TASK OBJECTIVE :: Report the number of lines in the material below that contain "property", without any other words.

Start of EXERCISE MATERIALS

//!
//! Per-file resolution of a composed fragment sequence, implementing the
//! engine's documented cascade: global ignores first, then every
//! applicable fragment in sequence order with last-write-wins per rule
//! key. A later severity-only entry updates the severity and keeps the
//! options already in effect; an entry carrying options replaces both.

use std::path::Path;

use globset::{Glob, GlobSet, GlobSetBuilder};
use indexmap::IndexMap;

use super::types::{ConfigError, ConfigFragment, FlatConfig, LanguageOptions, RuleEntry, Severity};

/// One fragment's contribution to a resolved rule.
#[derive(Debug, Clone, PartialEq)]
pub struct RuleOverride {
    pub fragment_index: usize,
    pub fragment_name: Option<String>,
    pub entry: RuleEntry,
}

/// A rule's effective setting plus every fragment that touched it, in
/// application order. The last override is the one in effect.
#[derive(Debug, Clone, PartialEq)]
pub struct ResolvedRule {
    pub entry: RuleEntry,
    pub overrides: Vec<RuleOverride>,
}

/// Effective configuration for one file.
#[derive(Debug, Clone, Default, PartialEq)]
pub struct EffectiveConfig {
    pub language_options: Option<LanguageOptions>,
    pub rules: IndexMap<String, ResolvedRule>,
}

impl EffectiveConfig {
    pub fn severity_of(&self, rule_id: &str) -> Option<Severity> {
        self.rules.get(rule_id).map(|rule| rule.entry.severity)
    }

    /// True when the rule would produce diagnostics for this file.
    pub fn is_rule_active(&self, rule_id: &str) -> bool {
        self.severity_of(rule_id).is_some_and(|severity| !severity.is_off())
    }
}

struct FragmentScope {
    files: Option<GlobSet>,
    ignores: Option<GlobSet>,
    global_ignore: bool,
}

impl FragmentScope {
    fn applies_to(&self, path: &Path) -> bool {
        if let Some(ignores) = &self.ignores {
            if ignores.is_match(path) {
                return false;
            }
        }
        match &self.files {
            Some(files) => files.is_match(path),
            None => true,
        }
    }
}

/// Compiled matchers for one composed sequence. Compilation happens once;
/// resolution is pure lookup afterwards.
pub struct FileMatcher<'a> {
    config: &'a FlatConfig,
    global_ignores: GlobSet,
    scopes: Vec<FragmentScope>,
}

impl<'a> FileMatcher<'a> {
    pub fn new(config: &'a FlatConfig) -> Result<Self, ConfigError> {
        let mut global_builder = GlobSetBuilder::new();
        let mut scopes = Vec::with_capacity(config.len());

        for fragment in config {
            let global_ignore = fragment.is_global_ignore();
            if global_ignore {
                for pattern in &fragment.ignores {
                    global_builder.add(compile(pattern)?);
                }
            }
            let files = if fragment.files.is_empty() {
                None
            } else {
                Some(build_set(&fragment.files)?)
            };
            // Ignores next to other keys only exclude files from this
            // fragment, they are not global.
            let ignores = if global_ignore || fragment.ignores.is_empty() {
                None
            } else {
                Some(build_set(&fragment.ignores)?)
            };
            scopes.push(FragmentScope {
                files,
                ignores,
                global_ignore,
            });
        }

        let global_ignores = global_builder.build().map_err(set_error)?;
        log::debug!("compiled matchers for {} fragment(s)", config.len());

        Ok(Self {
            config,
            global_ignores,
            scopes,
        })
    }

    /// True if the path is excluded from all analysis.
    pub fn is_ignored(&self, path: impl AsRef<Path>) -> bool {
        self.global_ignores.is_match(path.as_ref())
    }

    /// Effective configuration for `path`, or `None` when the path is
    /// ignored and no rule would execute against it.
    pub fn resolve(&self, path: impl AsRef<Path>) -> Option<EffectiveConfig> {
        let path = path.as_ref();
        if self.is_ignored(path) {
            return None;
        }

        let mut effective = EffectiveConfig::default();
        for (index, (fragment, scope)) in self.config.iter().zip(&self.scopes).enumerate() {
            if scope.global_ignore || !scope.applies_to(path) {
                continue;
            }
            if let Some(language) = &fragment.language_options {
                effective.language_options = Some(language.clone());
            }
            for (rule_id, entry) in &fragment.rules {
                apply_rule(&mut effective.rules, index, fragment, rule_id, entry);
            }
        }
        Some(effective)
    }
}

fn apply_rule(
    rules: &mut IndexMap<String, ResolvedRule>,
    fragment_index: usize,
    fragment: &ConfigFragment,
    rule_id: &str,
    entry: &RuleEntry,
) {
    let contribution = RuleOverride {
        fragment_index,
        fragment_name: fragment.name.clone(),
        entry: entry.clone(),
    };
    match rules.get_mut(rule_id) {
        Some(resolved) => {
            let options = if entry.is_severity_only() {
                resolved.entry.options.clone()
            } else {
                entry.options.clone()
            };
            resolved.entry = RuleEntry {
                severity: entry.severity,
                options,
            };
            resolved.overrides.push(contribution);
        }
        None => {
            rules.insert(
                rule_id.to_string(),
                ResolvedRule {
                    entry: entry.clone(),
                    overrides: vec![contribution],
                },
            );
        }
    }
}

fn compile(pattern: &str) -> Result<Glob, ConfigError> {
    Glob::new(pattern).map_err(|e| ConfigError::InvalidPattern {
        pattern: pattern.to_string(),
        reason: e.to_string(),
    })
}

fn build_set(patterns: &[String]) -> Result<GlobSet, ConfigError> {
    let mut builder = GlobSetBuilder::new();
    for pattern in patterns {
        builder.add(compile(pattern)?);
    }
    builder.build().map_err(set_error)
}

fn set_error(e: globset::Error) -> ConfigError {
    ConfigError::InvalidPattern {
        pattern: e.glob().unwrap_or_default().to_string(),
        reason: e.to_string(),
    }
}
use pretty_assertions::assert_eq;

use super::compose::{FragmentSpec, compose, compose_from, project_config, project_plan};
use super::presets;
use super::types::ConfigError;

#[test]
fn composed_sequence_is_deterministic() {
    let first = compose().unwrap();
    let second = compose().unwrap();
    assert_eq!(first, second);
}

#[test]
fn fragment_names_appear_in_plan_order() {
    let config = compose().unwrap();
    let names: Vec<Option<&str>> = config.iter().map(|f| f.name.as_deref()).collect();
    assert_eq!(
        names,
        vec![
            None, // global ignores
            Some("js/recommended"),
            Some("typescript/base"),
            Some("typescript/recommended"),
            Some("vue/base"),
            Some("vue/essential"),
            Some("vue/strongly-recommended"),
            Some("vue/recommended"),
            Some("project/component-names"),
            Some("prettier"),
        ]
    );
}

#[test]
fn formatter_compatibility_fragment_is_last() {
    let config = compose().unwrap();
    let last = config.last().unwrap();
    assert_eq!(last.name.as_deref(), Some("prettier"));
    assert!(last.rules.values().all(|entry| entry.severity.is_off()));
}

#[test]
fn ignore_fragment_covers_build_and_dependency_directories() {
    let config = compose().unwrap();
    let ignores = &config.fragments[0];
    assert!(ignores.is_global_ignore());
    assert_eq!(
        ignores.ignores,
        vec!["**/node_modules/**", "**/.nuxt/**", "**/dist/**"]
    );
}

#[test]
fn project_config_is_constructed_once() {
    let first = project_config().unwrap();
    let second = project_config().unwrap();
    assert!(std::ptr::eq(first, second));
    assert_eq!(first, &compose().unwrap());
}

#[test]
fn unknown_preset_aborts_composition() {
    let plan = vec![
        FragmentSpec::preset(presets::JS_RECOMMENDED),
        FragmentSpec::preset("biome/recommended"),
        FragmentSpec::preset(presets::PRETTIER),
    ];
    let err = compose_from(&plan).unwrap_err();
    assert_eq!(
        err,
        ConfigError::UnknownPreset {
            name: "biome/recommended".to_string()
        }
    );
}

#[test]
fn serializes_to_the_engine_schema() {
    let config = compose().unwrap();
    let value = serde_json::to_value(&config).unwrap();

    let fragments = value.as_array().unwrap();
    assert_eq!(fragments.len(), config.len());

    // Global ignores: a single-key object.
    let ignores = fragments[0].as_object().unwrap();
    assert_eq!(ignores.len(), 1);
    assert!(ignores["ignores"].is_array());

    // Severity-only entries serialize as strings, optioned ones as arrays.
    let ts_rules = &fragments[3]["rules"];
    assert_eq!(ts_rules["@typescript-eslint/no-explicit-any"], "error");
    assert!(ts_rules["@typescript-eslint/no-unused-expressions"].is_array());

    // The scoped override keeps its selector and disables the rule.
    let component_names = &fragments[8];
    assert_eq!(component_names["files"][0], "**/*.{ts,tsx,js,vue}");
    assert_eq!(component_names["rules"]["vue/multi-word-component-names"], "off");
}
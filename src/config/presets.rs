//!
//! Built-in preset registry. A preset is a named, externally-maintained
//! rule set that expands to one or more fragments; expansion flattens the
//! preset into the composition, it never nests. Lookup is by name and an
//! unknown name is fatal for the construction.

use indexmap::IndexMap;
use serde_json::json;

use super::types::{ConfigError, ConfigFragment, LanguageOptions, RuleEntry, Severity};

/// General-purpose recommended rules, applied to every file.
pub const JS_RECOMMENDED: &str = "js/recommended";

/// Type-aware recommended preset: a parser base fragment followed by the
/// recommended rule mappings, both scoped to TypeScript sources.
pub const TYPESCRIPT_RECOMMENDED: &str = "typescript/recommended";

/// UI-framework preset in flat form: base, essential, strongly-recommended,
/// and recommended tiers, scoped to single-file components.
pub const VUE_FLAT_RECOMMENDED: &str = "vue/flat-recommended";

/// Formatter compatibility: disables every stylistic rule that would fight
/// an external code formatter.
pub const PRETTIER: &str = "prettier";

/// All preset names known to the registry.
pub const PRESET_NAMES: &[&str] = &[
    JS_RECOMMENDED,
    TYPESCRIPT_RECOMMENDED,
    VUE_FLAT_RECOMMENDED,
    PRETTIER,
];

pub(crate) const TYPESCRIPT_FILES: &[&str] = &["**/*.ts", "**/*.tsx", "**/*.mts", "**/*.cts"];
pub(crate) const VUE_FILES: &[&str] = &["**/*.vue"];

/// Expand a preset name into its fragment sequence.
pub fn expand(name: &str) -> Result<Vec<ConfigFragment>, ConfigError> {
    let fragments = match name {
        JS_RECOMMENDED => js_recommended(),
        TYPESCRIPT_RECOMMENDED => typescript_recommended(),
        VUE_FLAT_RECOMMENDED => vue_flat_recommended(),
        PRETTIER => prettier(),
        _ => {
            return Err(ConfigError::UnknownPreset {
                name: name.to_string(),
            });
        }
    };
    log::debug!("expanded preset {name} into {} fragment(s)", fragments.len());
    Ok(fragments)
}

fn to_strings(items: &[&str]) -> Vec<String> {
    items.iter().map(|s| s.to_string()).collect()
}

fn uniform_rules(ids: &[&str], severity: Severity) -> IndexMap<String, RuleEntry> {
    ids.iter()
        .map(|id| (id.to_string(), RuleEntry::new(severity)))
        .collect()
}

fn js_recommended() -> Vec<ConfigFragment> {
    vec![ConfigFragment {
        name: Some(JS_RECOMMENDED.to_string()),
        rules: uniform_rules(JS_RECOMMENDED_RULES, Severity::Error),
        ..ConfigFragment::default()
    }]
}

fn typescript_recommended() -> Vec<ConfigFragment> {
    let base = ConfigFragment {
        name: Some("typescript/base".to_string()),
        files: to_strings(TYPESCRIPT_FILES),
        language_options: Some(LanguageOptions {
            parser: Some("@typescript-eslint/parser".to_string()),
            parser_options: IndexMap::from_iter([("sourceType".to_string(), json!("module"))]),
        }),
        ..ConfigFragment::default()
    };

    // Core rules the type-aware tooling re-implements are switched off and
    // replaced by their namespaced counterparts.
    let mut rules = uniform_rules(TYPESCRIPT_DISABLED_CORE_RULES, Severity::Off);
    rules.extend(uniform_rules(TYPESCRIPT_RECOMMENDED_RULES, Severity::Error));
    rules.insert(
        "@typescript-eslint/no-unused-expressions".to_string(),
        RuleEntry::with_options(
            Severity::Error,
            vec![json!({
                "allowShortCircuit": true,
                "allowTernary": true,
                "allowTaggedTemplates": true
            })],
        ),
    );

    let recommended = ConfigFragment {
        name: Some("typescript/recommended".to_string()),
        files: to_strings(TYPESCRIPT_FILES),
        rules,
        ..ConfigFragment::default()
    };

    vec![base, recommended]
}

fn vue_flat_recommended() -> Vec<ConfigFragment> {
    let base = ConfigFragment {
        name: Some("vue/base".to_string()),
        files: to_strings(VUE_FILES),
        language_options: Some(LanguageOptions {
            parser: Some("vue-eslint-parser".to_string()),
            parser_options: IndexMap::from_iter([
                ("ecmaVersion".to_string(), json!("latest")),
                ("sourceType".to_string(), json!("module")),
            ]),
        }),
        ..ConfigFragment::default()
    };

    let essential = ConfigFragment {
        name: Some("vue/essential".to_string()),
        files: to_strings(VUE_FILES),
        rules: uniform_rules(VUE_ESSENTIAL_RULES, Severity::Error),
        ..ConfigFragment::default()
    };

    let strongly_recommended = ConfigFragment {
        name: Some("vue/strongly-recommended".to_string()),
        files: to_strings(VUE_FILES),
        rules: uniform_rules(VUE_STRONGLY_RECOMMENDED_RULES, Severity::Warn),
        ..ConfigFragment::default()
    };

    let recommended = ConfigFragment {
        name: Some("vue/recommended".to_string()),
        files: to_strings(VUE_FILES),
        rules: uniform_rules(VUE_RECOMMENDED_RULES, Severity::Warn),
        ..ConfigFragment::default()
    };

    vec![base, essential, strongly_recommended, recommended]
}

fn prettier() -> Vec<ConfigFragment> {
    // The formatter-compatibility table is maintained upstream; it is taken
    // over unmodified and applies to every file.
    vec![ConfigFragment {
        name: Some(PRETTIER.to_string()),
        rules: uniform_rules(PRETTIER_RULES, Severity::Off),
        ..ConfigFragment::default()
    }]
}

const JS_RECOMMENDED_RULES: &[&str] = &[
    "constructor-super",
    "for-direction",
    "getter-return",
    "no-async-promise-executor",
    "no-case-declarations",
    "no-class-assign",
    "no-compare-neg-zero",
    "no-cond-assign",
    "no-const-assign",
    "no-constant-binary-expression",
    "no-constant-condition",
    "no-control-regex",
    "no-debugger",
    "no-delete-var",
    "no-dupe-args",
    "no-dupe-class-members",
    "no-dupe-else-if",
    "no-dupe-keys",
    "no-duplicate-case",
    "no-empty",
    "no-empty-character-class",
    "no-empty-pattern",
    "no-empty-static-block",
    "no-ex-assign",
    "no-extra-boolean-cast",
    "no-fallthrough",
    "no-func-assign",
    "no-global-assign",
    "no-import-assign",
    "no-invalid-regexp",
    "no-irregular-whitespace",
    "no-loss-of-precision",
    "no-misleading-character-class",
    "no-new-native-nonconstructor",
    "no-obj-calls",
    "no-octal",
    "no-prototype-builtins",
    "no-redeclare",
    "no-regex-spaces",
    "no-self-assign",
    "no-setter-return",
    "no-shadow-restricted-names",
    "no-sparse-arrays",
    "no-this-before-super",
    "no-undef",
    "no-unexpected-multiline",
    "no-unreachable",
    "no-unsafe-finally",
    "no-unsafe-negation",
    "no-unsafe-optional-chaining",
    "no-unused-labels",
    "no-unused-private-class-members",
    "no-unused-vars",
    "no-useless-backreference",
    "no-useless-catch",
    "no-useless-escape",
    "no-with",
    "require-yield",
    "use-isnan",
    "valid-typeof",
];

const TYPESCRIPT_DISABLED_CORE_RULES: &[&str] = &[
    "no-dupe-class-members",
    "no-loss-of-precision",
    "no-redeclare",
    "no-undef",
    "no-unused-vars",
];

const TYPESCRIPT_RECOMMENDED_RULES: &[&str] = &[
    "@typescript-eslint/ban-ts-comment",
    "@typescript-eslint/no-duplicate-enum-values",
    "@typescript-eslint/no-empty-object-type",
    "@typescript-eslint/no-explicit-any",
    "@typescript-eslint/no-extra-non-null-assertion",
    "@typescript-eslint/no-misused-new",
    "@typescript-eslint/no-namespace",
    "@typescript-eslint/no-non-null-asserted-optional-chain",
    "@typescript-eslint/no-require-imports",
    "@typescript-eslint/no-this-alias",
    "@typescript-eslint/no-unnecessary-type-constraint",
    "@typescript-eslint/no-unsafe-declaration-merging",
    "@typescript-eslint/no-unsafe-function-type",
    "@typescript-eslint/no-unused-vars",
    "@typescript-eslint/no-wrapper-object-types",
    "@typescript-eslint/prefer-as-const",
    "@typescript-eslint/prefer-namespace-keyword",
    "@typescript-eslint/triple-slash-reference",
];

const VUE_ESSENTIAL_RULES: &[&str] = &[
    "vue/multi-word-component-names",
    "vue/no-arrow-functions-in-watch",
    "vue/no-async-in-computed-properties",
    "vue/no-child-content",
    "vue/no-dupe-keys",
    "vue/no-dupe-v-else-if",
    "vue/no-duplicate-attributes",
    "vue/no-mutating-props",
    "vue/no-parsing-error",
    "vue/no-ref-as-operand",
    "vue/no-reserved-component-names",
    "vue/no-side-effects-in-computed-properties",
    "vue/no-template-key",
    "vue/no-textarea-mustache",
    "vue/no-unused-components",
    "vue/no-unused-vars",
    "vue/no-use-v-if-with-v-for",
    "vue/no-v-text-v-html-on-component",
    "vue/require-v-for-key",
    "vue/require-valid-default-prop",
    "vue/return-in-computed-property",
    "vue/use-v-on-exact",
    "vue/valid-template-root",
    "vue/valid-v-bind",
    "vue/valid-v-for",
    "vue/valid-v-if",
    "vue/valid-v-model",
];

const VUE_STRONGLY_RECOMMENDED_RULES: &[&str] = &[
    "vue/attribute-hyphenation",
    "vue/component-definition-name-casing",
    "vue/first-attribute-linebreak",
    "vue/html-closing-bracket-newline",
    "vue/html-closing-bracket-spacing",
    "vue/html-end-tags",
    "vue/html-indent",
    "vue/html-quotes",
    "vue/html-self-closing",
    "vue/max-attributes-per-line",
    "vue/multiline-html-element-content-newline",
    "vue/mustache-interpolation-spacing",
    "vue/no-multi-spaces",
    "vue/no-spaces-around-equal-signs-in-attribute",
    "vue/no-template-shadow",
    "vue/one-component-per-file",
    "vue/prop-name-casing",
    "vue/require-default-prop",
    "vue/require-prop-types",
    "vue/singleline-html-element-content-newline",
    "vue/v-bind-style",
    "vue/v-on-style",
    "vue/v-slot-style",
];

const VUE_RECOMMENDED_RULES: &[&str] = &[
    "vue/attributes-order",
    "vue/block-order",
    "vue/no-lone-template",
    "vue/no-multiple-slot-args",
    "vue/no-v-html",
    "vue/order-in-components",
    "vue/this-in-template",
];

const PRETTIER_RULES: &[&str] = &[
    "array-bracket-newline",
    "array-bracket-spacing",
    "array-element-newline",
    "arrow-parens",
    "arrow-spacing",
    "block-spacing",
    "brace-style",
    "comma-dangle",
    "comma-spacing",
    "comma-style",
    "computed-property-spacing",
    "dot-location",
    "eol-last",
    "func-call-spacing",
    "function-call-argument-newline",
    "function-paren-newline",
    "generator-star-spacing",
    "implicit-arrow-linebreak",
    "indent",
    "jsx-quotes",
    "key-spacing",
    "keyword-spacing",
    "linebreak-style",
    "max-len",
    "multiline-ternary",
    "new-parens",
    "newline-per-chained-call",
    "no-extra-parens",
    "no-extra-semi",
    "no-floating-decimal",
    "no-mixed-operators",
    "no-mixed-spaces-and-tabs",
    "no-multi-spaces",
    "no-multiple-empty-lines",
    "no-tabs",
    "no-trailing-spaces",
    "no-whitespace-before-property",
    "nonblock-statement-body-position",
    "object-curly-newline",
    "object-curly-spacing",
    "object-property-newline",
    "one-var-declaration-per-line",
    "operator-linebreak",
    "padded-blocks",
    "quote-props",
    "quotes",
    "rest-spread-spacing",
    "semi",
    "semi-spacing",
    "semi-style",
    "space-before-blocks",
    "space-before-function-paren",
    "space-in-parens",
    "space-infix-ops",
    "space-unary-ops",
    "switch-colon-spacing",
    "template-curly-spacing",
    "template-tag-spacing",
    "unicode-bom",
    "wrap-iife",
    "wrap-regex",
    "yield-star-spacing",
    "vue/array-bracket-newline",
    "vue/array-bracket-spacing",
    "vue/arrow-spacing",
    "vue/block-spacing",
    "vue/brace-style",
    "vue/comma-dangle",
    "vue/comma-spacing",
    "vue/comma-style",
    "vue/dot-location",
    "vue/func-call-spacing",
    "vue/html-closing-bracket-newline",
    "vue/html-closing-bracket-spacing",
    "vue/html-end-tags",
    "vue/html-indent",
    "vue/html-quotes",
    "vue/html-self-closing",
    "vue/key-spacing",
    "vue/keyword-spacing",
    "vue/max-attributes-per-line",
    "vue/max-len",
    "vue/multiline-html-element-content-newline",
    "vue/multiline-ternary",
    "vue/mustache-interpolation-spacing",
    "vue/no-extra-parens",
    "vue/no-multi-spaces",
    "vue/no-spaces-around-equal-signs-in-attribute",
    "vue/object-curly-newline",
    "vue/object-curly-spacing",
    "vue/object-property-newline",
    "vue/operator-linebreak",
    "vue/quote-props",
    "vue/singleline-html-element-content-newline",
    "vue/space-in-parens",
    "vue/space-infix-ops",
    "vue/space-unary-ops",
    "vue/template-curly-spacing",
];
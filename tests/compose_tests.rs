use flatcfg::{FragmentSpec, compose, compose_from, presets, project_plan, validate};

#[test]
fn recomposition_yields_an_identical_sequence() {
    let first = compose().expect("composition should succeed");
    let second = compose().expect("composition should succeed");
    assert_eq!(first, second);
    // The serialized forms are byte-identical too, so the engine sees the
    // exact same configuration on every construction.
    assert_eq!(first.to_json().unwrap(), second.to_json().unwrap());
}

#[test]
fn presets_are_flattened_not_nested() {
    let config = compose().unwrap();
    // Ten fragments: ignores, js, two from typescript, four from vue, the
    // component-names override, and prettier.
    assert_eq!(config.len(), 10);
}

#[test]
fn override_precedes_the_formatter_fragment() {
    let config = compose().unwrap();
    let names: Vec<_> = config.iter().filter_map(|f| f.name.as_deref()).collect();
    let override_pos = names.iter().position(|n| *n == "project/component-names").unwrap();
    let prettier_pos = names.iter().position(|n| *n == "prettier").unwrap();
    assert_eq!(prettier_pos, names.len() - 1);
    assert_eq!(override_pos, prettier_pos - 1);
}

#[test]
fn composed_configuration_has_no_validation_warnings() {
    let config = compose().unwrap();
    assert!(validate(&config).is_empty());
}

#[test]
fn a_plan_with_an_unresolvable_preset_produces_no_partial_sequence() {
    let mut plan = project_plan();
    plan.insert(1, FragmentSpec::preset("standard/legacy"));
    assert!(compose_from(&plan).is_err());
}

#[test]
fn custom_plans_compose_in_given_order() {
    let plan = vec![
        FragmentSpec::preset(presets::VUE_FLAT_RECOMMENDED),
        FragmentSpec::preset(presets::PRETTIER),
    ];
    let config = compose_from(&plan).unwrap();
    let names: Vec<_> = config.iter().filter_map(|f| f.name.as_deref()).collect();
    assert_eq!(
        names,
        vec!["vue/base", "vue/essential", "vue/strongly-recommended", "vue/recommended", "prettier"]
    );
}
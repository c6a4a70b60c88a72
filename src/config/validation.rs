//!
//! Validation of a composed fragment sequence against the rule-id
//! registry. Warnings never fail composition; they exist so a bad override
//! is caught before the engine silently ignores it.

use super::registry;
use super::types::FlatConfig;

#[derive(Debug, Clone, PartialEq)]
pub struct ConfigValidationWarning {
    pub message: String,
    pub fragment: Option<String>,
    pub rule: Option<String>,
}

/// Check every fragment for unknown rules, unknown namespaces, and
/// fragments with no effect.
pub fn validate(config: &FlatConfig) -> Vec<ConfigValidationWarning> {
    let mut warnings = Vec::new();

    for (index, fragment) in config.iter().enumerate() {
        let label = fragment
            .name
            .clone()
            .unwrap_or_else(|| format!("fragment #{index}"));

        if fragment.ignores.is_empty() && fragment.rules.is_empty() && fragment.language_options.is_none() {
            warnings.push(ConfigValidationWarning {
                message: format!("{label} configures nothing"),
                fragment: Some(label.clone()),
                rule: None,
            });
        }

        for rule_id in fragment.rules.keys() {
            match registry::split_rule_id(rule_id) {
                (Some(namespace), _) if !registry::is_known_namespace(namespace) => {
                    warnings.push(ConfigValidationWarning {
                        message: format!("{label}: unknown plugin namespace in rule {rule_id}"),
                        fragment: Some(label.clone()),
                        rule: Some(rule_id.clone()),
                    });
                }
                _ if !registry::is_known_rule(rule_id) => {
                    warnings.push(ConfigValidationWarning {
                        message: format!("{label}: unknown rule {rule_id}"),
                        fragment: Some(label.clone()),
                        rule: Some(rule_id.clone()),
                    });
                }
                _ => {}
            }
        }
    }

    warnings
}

End of EXERCISE MATERIALS

RESPONSE BELOW :: 5